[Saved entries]
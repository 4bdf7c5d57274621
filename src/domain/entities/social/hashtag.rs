use mongodb::bson::{oid::ObjectId, DateTime};
use serde::{Deserialize, Serialize};

/// `hashtags` 컬렉션 문서. 게시글 작성/수정/삭제에 따라 `posts_count`가 움직입니다.
#[derive(Debug, Clone, PartialEq, Serialize, Deserialize)]
pub struct Hashtag {
    #[serde(rename = "_id", skip_serializing_if = "Option::is_none")]
    pub id: Option<ObjectId>,
    /// 소문자, unique
    pub name: String,
    #[serde(default)]
    pub posts_count: i64,
    pub last_used_at: DateTime,
}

_Task to complete:_
Set down exactly the line with "filename src/domain/entities/social/hashtag.rs" and each line after it up to the end of the records, adding nothing.

_Output for this exercise:_
filename src/domain/entities/social/hashtag.rs
use mongodb::bson::{oid::ObjectId, DateTime};
use serde::{Deserialize, Serialize};

/// `hashtags` 컬렉션 문서. 게시글 작성/수정/삭제에 따라 `posts_count`가 움직입니다.
#[derive(Debug, Clone, PartialEq, Serialize, Deserialize)]
pub struct Hashtag {
    #[serde(rename = "_id", skip_serializing_if = "Option::is_none")]
    pub id: Option<ObjectId>,
    /// 소문자, unique
    pub name: String,
    #[serde(default)]
    pub posts_count: i64,
    pub last_used_at: DateTime,
}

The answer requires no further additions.